● What to work on: Go line by line through the records and tally those that include "normalize". Respond with the tally only.

Collected data entries:
------------------------------------------------------------------------

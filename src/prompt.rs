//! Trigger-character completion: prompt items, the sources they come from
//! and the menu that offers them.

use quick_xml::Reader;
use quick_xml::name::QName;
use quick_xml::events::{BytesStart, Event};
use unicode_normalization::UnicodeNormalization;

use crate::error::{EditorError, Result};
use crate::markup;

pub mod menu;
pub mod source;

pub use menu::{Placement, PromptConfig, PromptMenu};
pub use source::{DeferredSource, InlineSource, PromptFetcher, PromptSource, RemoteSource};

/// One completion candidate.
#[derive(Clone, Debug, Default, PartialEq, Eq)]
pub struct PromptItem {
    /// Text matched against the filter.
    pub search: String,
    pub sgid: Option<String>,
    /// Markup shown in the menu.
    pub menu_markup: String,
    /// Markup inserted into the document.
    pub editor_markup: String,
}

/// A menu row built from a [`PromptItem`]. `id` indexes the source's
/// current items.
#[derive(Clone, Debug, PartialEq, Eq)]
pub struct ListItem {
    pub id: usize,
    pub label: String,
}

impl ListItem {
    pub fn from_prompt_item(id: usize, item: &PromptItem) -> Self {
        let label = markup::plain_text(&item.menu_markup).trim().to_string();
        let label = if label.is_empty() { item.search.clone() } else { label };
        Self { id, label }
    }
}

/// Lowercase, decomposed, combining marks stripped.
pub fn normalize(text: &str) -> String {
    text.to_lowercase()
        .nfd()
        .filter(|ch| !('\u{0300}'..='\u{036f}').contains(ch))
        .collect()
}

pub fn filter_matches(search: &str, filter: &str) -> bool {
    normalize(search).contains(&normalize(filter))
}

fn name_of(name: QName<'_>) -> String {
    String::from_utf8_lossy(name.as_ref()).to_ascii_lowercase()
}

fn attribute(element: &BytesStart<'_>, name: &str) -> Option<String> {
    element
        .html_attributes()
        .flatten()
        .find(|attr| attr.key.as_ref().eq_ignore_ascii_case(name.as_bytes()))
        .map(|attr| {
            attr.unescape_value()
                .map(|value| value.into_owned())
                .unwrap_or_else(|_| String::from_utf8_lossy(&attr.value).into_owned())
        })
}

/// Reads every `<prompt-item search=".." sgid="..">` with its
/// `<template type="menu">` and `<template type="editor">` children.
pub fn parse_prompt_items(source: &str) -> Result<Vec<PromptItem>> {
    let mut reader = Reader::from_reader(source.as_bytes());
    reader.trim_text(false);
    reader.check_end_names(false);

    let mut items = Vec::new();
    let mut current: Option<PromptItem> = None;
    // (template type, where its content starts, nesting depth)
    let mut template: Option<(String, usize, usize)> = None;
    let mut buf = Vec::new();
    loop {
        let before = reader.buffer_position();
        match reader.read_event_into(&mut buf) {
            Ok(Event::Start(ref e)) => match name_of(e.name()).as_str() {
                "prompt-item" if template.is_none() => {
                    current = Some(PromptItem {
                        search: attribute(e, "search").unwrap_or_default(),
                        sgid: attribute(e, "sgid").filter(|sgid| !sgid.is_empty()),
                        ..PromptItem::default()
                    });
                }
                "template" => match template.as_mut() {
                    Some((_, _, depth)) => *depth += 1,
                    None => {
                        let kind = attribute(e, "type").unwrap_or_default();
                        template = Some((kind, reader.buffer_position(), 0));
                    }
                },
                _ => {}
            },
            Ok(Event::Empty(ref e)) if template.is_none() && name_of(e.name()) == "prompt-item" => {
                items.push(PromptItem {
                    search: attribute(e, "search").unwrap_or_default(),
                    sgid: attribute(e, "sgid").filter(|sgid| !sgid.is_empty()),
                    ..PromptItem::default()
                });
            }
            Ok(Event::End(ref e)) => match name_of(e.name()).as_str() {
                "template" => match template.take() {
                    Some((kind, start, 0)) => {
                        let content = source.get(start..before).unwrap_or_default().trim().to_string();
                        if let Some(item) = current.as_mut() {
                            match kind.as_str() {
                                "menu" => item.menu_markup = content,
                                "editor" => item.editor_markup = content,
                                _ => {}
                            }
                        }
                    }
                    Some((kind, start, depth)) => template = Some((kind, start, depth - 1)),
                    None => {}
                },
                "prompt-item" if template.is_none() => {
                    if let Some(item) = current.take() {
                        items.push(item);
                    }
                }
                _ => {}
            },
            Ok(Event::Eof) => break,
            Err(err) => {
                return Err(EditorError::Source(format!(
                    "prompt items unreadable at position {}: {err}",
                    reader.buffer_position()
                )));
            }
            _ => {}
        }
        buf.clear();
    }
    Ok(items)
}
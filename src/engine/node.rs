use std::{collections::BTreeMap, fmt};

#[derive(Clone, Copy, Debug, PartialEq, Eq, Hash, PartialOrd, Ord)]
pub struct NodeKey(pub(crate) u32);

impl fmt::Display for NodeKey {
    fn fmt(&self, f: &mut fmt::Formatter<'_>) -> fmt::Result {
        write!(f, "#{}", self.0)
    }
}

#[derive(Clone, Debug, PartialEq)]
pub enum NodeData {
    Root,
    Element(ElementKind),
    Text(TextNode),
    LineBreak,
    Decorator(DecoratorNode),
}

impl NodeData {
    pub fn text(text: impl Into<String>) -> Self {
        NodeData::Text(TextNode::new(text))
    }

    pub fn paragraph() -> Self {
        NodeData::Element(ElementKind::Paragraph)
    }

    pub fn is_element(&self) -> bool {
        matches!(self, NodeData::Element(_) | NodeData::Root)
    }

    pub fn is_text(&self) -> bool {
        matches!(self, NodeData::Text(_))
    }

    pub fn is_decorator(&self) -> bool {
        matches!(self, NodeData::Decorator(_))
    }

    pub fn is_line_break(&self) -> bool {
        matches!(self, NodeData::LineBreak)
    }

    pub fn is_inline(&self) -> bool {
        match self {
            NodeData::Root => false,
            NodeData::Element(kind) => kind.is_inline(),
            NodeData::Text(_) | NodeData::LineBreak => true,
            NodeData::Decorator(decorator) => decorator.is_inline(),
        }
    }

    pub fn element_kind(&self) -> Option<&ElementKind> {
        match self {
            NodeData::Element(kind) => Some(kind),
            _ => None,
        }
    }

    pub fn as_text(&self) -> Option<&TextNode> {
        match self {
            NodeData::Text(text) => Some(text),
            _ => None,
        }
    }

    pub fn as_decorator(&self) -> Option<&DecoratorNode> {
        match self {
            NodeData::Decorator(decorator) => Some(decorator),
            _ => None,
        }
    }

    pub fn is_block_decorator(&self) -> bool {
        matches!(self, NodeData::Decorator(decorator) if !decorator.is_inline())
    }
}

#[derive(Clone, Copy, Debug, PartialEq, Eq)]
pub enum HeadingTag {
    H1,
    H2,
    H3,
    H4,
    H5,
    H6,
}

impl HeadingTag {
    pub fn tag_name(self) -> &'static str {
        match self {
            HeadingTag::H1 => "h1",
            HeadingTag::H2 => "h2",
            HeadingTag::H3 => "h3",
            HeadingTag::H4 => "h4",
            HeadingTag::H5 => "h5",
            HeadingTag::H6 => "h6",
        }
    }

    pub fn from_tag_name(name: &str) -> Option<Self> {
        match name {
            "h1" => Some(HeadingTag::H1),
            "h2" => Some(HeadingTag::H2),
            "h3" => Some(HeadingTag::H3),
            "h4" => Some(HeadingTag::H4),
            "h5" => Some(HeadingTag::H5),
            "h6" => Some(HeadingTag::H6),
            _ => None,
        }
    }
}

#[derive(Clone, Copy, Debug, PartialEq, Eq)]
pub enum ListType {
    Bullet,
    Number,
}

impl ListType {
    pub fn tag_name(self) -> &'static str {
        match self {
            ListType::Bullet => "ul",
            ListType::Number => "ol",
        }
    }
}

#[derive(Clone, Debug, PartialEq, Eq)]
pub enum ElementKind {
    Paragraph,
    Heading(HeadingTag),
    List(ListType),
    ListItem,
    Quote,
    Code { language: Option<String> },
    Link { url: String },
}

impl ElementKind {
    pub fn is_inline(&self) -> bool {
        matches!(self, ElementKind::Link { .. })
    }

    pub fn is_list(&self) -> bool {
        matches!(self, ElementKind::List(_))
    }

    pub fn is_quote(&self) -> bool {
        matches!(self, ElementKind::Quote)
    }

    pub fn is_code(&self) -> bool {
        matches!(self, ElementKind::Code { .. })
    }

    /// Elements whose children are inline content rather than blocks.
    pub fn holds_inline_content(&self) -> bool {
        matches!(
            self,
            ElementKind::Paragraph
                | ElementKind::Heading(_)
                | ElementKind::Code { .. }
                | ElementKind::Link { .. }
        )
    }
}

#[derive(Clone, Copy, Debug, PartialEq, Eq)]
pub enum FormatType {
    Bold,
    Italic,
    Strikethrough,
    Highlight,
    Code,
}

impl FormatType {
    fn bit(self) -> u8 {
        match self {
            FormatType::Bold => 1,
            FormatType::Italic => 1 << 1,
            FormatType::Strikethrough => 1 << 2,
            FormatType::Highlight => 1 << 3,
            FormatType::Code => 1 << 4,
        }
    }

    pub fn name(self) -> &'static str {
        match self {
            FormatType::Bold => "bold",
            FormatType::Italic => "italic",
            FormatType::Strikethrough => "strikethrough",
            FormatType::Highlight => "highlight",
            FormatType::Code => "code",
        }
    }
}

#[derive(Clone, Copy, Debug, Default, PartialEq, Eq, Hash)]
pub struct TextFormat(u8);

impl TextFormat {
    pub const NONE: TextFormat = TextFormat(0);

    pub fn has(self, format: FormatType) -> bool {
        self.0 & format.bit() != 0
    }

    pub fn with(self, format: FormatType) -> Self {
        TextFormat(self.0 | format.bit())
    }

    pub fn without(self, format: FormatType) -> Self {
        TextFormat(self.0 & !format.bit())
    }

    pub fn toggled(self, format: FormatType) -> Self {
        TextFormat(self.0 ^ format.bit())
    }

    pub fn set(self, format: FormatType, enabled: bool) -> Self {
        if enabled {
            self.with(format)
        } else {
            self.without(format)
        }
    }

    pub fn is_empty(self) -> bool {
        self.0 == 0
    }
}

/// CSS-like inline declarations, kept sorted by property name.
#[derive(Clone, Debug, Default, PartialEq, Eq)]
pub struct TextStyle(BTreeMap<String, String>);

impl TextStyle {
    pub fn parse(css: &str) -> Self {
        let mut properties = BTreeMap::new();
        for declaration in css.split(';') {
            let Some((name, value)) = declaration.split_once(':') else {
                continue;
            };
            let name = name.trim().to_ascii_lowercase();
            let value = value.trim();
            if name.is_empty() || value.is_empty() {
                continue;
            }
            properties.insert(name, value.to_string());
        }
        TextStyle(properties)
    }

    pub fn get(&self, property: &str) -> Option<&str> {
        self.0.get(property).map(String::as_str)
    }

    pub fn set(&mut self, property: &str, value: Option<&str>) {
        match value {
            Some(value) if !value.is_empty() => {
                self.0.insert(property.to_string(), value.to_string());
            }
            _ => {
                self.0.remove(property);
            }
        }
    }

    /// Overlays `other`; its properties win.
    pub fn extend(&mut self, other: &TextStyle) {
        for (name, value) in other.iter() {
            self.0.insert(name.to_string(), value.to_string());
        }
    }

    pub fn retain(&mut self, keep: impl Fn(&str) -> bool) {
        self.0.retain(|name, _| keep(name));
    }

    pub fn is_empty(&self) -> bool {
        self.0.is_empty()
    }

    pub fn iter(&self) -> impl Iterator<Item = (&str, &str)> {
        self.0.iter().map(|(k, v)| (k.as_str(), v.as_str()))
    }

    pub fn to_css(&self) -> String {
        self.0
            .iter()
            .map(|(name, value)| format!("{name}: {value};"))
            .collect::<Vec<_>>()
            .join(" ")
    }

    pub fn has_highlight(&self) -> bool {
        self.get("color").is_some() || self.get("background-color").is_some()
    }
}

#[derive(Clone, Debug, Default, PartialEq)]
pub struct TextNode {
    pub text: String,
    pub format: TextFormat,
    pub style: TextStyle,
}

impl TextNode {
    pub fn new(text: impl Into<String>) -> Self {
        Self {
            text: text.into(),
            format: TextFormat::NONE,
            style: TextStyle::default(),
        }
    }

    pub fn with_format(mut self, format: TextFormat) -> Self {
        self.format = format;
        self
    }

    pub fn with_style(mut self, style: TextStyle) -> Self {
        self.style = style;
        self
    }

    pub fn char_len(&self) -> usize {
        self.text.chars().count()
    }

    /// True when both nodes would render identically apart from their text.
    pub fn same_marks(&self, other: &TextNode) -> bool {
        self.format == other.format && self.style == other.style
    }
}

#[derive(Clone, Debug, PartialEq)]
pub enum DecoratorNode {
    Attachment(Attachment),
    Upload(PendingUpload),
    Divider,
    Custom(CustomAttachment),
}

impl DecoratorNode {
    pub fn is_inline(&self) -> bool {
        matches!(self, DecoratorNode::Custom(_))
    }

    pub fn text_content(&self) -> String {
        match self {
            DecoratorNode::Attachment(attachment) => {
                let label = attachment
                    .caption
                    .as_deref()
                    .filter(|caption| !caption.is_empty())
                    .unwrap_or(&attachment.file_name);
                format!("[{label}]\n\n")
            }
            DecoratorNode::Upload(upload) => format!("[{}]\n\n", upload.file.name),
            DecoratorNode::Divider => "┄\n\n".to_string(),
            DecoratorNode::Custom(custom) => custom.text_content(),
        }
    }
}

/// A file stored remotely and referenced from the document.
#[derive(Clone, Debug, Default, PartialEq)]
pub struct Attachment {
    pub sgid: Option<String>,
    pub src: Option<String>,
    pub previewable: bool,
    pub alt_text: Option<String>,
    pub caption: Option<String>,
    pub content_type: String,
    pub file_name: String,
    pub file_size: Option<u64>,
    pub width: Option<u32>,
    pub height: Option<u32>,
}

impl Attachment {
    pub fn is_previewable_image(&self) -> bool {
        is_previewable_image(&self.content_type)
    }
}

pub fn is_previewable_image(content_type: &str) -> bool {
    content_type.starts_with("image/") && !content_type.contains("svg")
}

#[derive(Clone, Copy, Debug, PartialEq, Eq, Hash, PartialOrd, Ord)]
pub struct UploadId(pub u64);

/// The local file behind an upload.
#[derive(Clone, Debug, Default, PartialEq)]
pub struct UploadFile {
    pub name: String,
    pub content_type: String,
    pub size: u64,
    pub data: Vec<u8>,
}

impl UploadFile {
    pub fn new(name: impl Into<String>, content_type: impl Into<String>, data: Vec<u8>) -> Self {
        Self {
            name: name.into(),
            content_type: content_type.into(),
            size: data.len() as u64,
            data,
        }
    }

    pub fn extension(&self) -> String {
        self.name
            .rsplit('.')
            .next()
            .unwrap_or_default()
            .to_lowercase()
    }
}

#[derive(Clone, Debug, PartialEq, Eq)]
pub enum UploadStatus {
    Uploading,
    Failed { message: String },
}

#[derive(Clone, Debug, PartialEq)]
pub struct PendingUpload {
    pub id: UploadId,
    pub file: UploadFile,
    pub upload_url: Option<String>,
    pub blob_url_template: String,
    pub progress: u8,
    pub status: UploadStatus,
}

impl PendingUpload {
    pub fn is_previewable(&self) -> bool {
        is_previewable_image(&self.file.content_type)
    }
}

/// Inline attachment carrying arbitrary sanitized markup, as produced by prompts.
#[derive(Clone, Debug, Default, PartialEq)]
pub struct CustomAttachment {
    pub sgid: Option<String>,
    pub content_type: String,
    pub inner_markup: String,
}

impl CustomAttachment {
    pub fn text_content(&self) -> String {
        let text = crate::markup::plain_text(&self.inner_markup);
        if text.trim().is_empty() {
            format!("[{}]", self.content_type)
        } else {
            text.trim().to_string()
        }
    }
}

------------------------------------------------------------------------

● Exercise solution: 2